Stored items:

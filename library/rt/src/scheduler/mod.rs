//! The scheduler pool.
//!
//! A fixed set of OS threads each owns four priority run queues; work
//! arrives locally from the running process's spawns, from a global
//! injector fed by non-scheduler threads (timers, dirty completions,
//! runtime control), or by stealing from a random peer. An idle scheduler
//! parks on its condvar, bounded by the next timer deadline.
//!
//! The execution engine is installed as a trait object at boot: the
//! scheduler owns the loop, the engine owns instruction dispatch, and the
//! verdict of each slice (`Yielded`, `Waiting`, `Exited`, …) decides what
//! happens to the process next.

pub mod queue;
pub mod timers;

use std::cell::RefCell;
use std::sync::atomic::{AtomicBool, AtomicUsize, Ordering};
use std::sync::Arc;
use std::time::{Duration, Instant};

use crossbeam::deque::{Injector, Steal};
use lazy_static::lazy_static;
use log::{debug, trace};
use parking_lot::{Condvar, Mutex, RwLock};

use crate::process::{self, status, PendingExit, Process};
use self::queue::RunQueues;

/// Reductions granted per scheduling slice.
pub const REDUCTION_BUDGET: u32 = 4000;

/// Dirty pool flavors: CPU-bound work and blocking I/O.
#[derive(Debug, Clone, Copy, PartialEq, Eq)]
pub enum DirtyKind {
    Cpu,
    Io,
}

/// Verdict of one scheduling slice.
pub enum Execution {
    /// Budget exhausted or explicit yield: requeue at the priority tail
    Yielded,
    /// Parked in a receive; a signal or timer will requeue it
    Waiting,
    /// The process is done; run termination
    Exited(PendingExit),
    /// `halt/1`: stop the runtime with this status
    Halted(i32),
    /// Migrate to a dirty scheduler; the pending operation is parked in
    /// the process body
    Dirty(DirtyKind),
}

/// Outcome of a dirty-scheduler slice.
pub enum DirtyOutcome {
    /// Hand the process back to the normal schedulers
    Resume,
    Exited(PendingExit),
}

/// The execution engine, supplied by the emulator at boot.
pub trait Engine: Send + Sync + 'static {
    fn run(&self, scheduler: &Scheduler, process: &Arc<Process>, reductions: u32) -> Execution;

    /// Runs the dirty operation the engine parked on this process.
    fn run_dirty(&self, process: &Arc<Process>) -> DirtyOutcome;
}

pub struct Scheduler {
    pub id: usize,
    queues: Mutex<RunQueues>,
    parked: Mutex<bool>,
    wakeup: Condvar,
    steal_rotation: AtomicUsize,
}

impl Scheduler {
    fn new(id: usize) -> Self {
        Self {
            id,
            queues: Mutex::new(RunQueues::default()),
            parked: Mutex::new(false),
            wakeup: Condvar::new(),
            steal_rotation: AtomicUsize::new(id),
        }
    }

    pub fn queue_len(&self) -> usize {
        self.queues.lock().len()
    }

    fn push(&self, process: Arc<Process>) {
        self.queues.lock().push(process);
    }

    fn pop(&self) -> Option<Arc<Process>> {
        self.queues.lock().pop()
    }

    fn unpark(&self) {
        let mut parked = self.parked.lock();
        if *parked {
            *parked = false;
            self.wakeup.notify_one();
        }
    }
}

struct DirtyPool {
    kind: DirtyKind,
    queue: Mutex<std::collections::VecDeque<Arc<Process>>>,
    wakeup: Condvar,
}

impl DirtyPool {
    fn new(kind: DirtyKind) -> Self {
        Self { kind, queue: Mutex::new(Default::default()), wakeup: Condvar::new() }
    }

    fn submit(&self, process: Arc<Process>) {
        self.queue.lock().push_back(process);
        self.wakeup.notify_one();
    }
}

struct SchedulerSet {
    schedulers: RwLock<Vec<Arc<Scheduler>>>,
    injector: Injector<Arc<Process>>,
    engine: RwLock<Option<Arc<dyn Engine>>>,
    shutdown: AtomicBool,
    dirty_cpu: DirtyPool,
    dirty_io: DirtyPool,
}

lazy_static! {
    static ref SET: SchedulerSet = SchedulerSet {
        schedulers: RwLock::new(Vec::new()),
        injector: Injector::new(),
        engine: RwLock::new(None),
        shutdown: AtomicBool::new(false),
        dirty_cpu: DirtyPool::new(DirtyKind::Cpu),
        dirty_io: DirtyPool::new(DirtyKind::Io),
    };
}

thread_local! {
    static CURRENT: RefCell<Option<Arc<Scheduler>>> = RefCell::new(None);
}

/// The scheduler owning the current thread, if this is a scheduler thread.
pub fn current() -> Option<Arc<Scheduler>> {
    CURRENT.with(|cell| cell.borrow().clone())
}

pub fn scheduler_count() -> usize {
    SET.schedulers.read().len()
}

pub fn is_shutting_down() -> bool {
    SET.shutdown.load(Ordering::Acquire)
}

/// Flags shutdown and wakes everything so the loops can drain and exit.
pub fn begin_shutdown() {
    SET.shutdown.store(true, Ordering::Release);
    for scheduler in SET.schedulers.read().iter() {
        scheduler.unpark();
    }
    SET.dirty_cpu.wakeup.notify_all();
    SET.dirty_io.wakeup.notify_all();
}

/// Installs the engine and spins up `count` scheduler threads plus the
/// dirty pools. Returns the join handles for shutdown.
pub fn start(count: usize, engine: Arc<dyn Engine>) -> Vec<std::thread::JoinHandle<()>> {
    *SET.engine.write() = Some(engine);
    SET.shutdown.store(false, Ordering::Release);

    let mut schedulers = SET.schedulers.write();
    schedulers.clear();
    for id in 0..count {
        schedulers.push(Arc::new(Scheduler::new(id)));
    }
    let started: Vec<Arc<Scheduler>> = schedulers.clone();
    drop(schedulers);

    let mut handles = Vec::with_capacity(count + 4);
    for scheduler in started {
        let handle = std::thread::Builder::new()
            .name(format!("scheduler-{}", scheduler.id))
            .spawn(move || scheduler_loop(scheduler))
            .expect("failed to start scheduler thread");
        handles.push(handle);
    }
    for (kind, index) in [(DirtyKind::Cpu, 0), (DirtyKind::Cpu, 1), (DirtyKind::Io, 0), (DirtyKind::Io, 1)]
    {
        let handle = std::thread::Builder::new()
            .name(format!("dirty-{:?}-{}", kind, index).to_lowercase())
            .spawn(move || dirty_loop(kind))
            .expect("failed to start dirty scheduler thread");
        handles.push(handle);
    }
    handles
}

/// Queues a runnable process: locally when called from a scheduler thread,
/// through the global injector otherwise.
pub fn enqueue(process: Arc<Process>) {
    if !process.status().transition(
        status::RUNNABLE,
        status::IN_RUNQ | status::EXITING | status::RUNNING,
        0,
        status::IN_RUNQ,
    ) {
        return;
    }
    match current() {
        Some(scheduler) => {
            scheduler.push(process);
            // A busy scheduler shares the load
            wake_idle_peer(scheduler.id);
        }
        None => {
            SET.injector.push(process);
            wake_idle_peer(usize::MAX);
        }
    }
}

/// Wakes a process parked in a receive. No-op for anything not WAITING.
pub fn wake(process: &Arc<Process>) {
    if process.status().transition(
        status::WAITING,
        status::EXITING,
        status::WAITING,
        status::RUNNABLE,
    ) {
        trace!(target: "scheduler", "waking {}", process.pid());
        enqueue(process.clone());
    }
}

/// Routes a dirty-flagged process to the right pool.
pub fn submit_dirty(kind: DirtyKind, process: Arc<Process>) {
    match kind {
        DirtyKind::Cpu => SET.dirty_cpu.submit(process),
        DirtyKind::Io => SET.dirty_io.submit(process),
    }
}

fn wake_idle_peer(excluding: usize) {
    for scheduler in SET.schedulers.read().iter() {
        if scheduler.id != excluding && *scheduler.parked.lock() {
            scheduler.unpark();
            return;
        }
    }
}

fn engine() -> Arc<dyn Engine> {
    SET.engine.read().clone().expect("scheduler started without an engine")
}

fn fire_timers() {
    for (token, pid) in timers::take_expired(Instant::now()) {
        let Some(process) = crate::process::table::lookup(pid) else { continue };
        {
            let mut body = process.body();
            if body.timer != Some(token) {
                continue;
            }
            body.timer = None;
            body.timed_out = true;
        }
        wake(&process);
    }
}

fn next_work(scheduler: &Arc<Scheduler>) -> Option<Arc<Process>> {
    if let Some(process) = scheduler.pop() {
        return Some(process);
    }
    // Global injector next
    loop {
        match SET.injector.steal() {
            Steal::Success(process) => return Some(process),
            Steal::Retry => continue,
            Steal::Empty => break,
        }
    }
    // Steal from a rotating peer victim
    let peers = SET.schedulers.read();
    if peers.len() > 1 {
        let start = scheduler.steal_rotation.fetch_add(1, Ordering::Relaxed);
        for i in 0..peers.len() {
            let victim = &peers[(start + i) % peers.len()];
            if victim.id == scheduler.id {
                continue;
            }
            if let Some(process) = victim.queues.lock().steal() {
                trace!(
                    target: "scheduler",
                    "scheduler {} stole {} from {}",
                    scheduler.id,
                    process.pid(),
                    victim.id
                );
                return Some(process);
            }
        }
    }
    None
}

fn scheduler_loop(scheduler: Arc<Scheduler>) {
    CURRENT.with(|cell| *cell.borrow_mut() = Some(scheduler.clone()));
    debug!(target: "scheduler", "scheduler {} online", scheduler.id);

    loop {
        fire_timers();

        match next_work(&scheduler) {
            Some(process) => run_slice(&scheduler, process),
            None => {
                if is_shutting_down() {
                    break;
                }
                let mut parked = scheduler.parked.lock();
                *parked = true;
                let timeout = timers::next_deadline()
                    .map(|deadline| deadline.saturating_duration_since(Instant::now()))
                    .unwrap_or(Duration::from_millis(50))
                    .min(Duration::from_millis(50));
                scheduler.wakeup.wait_for(&mut parked, timeout.max(Duration::from_millis(1)));
                *parked = false;
            }
        }
    }
    debug!(target: "scheduler", "scheduler {} offline", scheduler.id);
}

fn run_slice(scheduler: &Scheduler, process: Arc<Process>) {
    // Claim the run slot; a stale queue entry (already running elsewhere,
    // or exiting) is simply dropped
    if !process.status().transition(
        status::RUNNABLE | status::IN_RUNQ,
        status::RUNNING | status::EXITING,
        status::RUNNABLE | status::IN_RUNQ,
        status::RUNNING,
    ) {
        return;
    }

    let verdict = engine().run(scheduler, &process, REDUCTION_BUDGET);
    match verdict {
        Execution::Yielded => {
            process.status().transition(status::RUNNING, 0, status::RUNNING, status::RUNNABLE);
            enqueue(process);
        }
        Execution::Waiting => {
            // The engine parked it WAITING before returning; nothing to do
        }
        Execution::Exited(exit) => {
            process.status().clear(status::RUNNING);
            process::terminate(&process, exit);
        }
        Execution::Halted(code) => {
            debug!(target: "scheduler", "halt({}) from {}", code, process.pid());
            process.status().clear(status::RUNNING);
            process::terminate(&process, PendingExit::normal());
            crate::runtime::halt(code);
        }
        Execution::Dirty(kind) => {
            process
                .status()
                .transition(status::RUNNING, 0, status::RUNNING, status::DIRTY_RUNNING);
            submit_dirty(kind, process);
        }
    }
}

fn dirty_loop(kind: DirtyKind) {
    let pool = match kind {
        DirtyKind::Cpu => &SET.dirty_cpu,
        DirtyKind::Io => &SET.dirty_io,
    };
    loop {
        let next = {
            let mut queue = pool.queue.lock();
            loop {
                if let Some(process) = queue.pop_front() {
                    break Some(process);
                }
                if is_shutting_down() {
                    break None;
                }
                pool.wakeup.wait_for(&mut queue, Duration::from_millis(100));
            }
        };
        let Some(process) = next else { break };

        match engine().run_dirty(&process) {
            DirtyOutcome::Resume => {
                process.status().transition(
                    status::DIRTY_RUNNING,
                    0,
                    status::DIRTY_RUNNING,
                    status::RUNNABLE,
                );
                enqueue(process);
            }
            DirtyOutcome::Exited(exit) => {
                process.status().clear(status::DIRTY_RUNNING);
                process::terminate(&process, exit);
            }
        }
    }
}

> EXERCISE DIRECTIONS
Where a line of the records above holds the word "RwLock", copy that line.

> TASK OUTPUT
use parking_lot::{Condvar, Mutex, RwLock};
    schedulers: RwLock<Vec<Arc<Scheduler>>>,
    engine: RwLock<Option<Arc<dyn Engine>>>,
        schedulers: RwLock::new(Vec::new()),
        engine: RwLock::new(None),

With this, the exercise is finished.